Saved data entries:
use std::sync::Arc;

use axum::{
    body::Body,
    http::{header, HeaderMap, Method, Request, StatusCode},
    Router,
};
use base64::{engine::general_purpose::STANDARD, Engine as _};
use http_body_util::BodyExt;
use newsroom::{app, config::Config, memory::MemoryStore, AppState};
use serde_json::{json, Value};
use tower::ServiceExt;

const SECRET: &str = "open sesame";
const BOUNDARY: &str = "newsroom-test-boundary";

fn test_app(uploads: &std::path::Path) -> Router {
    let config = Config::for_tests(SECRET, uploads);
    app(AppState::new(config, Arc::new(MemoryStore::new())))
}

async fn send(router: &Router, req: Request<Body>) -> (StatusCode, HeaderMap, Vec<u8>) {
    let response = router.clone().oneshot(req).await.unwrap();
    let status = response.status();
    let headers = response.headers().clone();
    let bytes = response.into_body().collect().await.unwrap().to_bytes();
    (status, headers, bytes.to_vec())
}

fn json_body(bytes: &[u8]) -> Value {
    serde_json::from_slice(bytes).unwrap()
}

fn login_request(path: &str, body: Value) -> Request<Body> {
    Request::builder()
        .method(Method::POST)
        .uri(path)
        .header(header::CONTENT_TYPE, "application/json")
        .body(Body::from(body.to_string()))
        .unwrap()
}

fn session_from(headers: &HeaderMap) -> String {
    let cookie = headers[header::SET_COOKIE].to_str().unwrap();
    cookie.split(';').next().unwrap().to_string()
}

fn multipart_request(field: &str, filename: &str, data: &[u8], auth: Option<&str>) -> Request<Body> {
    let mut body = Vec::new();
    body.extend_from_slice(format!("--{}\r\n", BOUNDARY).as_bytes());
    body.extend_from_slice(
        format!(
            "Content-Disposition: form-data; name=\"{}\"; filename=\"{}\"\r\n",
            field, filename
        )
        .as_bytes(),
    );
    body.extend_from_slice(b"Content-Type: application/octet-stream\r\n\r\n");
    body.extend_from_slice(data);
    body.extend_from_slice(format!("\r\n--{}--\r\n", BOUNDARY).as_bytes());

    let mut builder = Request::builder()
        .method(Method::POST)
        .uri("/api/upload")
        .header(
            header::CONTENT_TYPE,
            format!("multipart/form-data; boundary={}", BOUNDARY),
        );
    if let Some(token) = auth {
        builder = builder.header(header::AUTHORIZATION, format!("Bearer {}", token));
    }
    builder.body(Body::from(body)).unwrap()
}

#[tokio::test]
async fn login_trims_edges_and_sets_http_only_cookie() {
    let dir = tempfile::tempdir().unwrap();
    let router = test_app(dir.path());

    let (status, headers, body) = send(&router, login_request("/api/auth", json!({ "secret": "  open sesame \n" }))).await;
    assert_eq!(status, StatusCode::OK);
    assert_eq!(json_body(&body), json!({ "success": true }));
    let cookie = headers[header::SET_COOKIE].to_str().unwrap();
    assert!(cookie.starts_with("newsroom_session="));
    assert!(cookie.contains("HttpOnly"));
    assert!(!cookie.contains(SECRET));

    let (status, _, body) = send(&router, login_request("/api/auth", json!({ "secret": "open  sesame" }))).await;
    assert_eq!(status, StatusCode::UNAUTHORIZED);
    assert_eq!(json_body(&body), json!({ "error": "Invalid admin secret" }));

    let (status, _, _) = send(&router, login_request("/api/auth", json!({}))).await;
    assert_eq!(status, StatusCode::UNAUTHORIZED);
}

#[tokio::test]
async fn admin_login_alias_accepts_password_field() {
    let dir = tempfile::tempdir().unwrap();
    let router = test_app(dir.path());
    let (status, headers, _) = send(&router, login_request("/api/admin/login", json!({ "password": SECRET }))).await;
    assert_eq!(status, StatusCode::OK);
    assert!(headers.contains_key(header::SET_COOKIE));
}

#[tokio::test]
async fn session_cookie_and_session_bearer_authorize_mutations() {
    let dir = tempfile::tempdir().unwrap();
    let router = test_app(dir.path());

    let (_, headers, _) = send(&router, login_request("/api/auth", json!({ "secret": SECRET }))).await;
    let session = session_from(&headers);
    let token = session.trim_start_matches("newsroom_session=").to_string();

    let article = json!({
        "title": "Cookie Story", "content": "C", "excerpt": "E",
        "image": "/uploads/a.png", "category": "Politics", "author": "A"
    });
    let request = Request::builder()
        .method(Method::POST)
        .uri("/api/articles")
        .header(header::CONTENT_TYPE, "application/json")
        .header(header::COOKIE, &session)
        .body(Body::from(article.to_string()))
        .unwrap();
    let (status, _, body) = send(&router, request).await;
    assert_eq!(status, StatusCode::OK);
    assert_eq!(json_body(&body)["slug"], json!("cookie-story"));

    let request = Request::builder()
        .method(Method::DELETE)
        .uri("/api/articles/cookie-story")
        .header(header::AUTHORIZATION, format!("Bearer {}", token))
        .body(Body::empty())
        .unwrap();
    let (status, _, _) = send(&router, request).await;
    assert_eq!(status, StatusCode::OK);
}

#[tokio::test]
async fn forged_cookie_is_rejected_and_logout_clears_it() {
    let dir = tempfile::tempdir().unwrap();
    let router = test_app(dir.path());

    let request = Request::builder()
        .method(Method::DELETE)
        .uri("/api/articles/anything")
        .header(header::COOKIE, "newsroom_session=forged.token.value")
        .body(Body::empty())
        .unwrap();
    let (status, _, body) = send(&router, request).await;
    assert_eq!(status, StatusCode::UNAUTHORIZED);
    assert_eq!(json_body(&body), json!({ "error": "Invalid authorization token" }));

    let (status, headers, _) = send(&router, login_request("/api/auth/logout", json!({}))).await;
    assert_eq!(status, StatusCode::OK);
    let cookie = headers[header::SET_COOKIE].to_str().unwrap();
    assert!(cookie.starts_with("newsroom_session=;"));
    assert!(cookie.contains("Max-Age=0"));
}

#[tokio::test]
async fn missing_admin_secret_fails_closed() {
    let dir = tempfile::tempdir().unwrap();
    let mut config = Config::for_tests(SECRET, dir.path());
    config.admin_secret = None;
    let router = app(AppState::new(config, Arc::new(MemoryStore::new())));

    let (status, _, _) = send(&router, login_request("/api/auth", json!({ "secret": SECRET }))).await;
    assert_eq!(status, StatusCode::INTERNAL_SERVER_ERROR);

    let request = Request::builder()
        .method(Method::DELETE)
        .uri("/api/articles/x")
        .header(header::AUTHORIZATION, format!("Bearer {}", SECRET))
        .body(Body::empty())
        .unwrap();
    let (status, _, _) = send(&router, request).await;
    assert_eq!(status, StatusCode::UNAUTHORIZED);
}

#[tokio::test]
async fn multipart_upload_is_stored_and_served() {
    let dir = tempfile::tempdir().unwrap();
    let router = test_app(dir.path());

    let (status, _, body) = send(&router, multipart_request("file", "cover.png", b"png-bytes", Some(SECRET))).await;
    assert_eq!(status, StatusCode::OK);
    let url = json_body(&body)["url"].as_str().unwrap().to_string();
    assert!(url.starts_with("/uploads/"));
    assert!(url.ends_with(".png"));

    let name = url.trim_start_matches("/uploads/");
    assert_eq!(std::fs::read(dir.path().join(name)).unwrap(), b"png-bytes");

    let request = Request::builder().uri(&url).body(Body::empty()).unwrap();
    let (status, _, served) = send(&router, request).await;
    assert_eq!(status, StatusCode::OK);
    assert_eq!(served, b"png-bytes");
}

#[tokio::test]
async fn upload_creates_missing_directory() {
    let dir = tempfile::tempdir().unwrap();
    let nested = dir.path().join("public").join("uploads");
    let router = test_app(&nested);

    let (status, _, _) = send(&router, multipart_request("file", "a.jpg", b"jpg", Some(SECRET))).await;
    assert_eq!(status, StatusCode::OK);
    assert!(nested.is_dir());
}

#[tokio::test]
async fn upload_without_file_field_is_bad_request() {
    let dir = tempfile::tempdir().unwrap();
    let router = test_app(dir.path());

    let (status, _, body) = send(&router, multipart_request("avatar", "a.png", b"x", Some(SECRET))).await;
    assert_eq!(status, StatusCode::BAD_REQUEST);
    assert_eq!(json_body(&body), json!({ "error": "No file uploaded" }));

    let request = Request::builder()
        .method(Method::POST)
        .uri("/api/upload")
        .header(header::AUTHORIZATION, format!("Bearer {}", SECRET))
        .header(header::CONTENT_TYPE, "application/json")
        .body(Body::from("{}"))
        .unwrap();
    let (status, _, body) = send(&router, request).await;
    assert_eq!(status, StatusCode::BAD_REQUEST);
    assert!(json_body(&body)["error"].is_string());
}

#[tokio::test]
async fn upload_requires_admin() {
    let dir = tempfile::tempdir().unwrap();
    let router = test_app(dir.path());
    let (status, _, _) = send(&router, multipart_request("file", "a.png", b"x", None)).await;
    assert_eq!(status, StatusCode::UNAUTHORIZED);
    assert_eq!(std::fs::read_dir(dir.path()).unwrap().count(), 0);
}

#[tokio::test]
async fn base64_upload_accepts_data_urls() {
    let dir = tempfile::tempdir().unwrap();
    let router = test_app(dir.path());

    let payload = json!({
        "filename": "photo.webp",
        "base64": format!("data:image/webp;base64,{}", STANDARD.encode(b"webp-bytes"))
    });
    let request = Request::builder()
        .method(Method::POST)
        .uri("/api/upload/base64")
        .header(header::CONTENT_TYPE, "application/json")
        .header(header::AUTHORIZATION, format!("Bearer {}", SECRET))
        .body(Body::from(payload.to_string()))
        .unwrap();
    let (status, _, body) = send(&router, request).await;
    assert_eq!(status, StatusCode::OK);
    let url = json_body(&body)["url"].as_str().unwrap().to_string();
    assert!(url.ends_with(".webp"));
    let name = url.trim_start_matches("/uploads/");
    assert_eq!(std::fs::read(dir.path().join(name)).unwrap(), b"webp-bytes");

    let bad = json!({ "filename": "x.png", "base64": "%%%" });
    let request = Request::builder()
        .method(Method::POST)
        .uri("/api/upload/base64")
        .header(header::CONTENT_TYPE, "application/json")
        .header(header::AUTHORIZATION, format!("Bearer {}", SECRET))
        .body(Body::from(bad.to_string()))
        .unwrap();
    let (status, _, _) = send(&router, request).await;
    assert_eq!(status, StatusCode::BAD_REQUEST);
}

What to produce: Every line above that includes the word "join" must appear in the answer.

Answer to the problem:
    assert_eq!(std::fs::read(dir.path().join(name)).unwrap(), b"png-bytes");
    let nested = dir.path().join("public").join("uploads");
    assert_eq!(std::fs::read(dir.path().join(name)).unwrap(), b"webp-bytes");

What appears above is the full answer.